Terhar chairs the Senate’s Ways and Means Committee and is vice chairman of the Education Committee. The Ohio Senate Republican Caucus will appoint a new member to fill his unexpired term.
Before joining the state Legislature, Terhar was president and CEO of Integris Metals. The company is the largest distributor of stainless steel and aluminum in North America.
“Lou has been a strong and reliable voice in the Senate for the people of Hamilton County, and his business sense and leadership on various issues, from education to veterans issues to economic development, will be missed,” Senate President Larry Obhof said in a statement.
“I appreciate his willingness to tackle tough problems and bring solution-oriented ideas to the table,” Obhof added. “On behalf of the Ohio Senate, we thank him for his service and wish him and Debe well as they begin the next chapter of their lives.”
In April, Obhof reappointed Terhar to the Governor’s Advisory Board of Faith-Based and Community Initiatives.

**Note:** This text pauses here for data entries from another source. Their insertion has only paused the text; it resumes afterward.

//! Core library for shep: configuration, logging bootstrap, and the
//! shepherd service client.

pub mod client;
pub mod config;
pub mod logging;
pub mod session;
//! Tool-session domain types.

use std::fmt;
use std::str::FromStr;

/// Kind of tool the shepherd service runs for a session.
#[derive(Debug, Clone, Copy, PartialEq, Eq)]
pub enum ToolKind {
    /// CPU/heap profile viewer over a single profile file.
    Pprof,
    /// Execution trace viewer over a single trace file.
    Trace,
    /// Profile comparison: needs a base profile and a new profile.
    PprofDiff,
}

impl ToolKind {
    /// All kinds, in the order the form cycles through them.
    pub fn all() -> &'static [ToolKind] {
        &[ToolKind::Pprof, ToolKind::Trace, ToolKind::PprofDiff]
    }

    /// Value the shepherd service expects in the `tool` query parameter.
    pub fn wire_value(self) -> &'static str {
        match self {
            ToolKind::Pprof => "0",
            ToolKind::Trace => "1",
            ToolKind::PprofDiff => "2",
        }
    }

    pub fn label(self) -> &'static str {
        match self {
            ToolKind::Pprof => "pprof",
            ToolKind::Trace => "trace",
            ToolKind::PprofDiff => "pprof diff",
        }
    }

    /// Whether this kind compares two inputs and therefore requires a
    /// second path.
    pub fn needs_second_path(self) -> bool {
        matches!(self, ToolKind::PprofDiff)
    }

    pub fn next(self) -> Self {
        match self {
            ToolKind::Pprof => ToolKind::Trace,
            ToolKind::Trace => ToolKind::PprofDiff,
            ToolKind::PprofDiff => ToolKind::Pprof,
        }
    }

    pub fn prev(self) -> Self {
        match self {
            ToolKind::Pprof => ToolKind::PprofDiff,
            ToolKind::Trace => ToolKind::Pprof,
            ToolKind::PprofDiff => ToolKind::Trace,
        }
    }
}

impl fmt::Display for ToolKind {
    fn fmt(&self, f: &mut fmt::Formatter<'_>) -> fmt::Result {
        f.write_str(self.label())
    }
}

impl FromStr for ToolKind {
    type Err = String;

    fn from_str(s: &str) -> Result<Self, Self::Err> {
        match s.trim().to_lowercase().as_str() {
            "pprof" => Ok(ToolKind::Pprof),
            "trace" => Ok(ToolKind::Trace),
            "pprof-diff" | "pprof_diff" | "diff" => Ok(ToolKind::PprofDiff),
            other => Err(format!(
                "unknown tool '{other}' (expected pprof, trace, or pprof-diff)"
            )),
        }
    }
}

/// One registered tool session, confirmed by the shepherd service.
///
/// `port` is the session's unique key: it is assigned by the service on
/// registration and never changes afterwards.
#[derive(Debug, Clone)]
pub struct Session {
    pub tool: ToolKind,
    /// Free-text project label, display-only.
    pub name: String,
    pub path1: String,
    pub path2: Option<String>,
    pub port: u16,
}

impl Session {
    /// Composite path for display: the primary path, with the second path
    /// on its own line when present.
    pub fn display_path(&self) -> String {
        match &self.path2 {
            Some(path2) => format!("{}\n{}", self.path1, path2),
            None => self.path1.clone(),
        }
    }
}

/// Normalizes a user-supplied path the way the shepherd service does before
/// handing it to a tool: surrounding double quotes and backticks become
/// spaces, then the result is trimmed.
pub fn clean_path(path: &str) -> String {
    path.replace(['"', '`'], " ").trim().to_string()
}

Among the bills Terhar co-sponsored this year was Senate Bill 1, which would require state agencies to reduce the number of regulations by 30 percent by 2022. In addition to reducing the number of regulatory restrictions, the bill would prohibit any agency from adopting new statutory limits that would increase limitations in its rules.
The state Senate passed the bill. It is pending in the state House.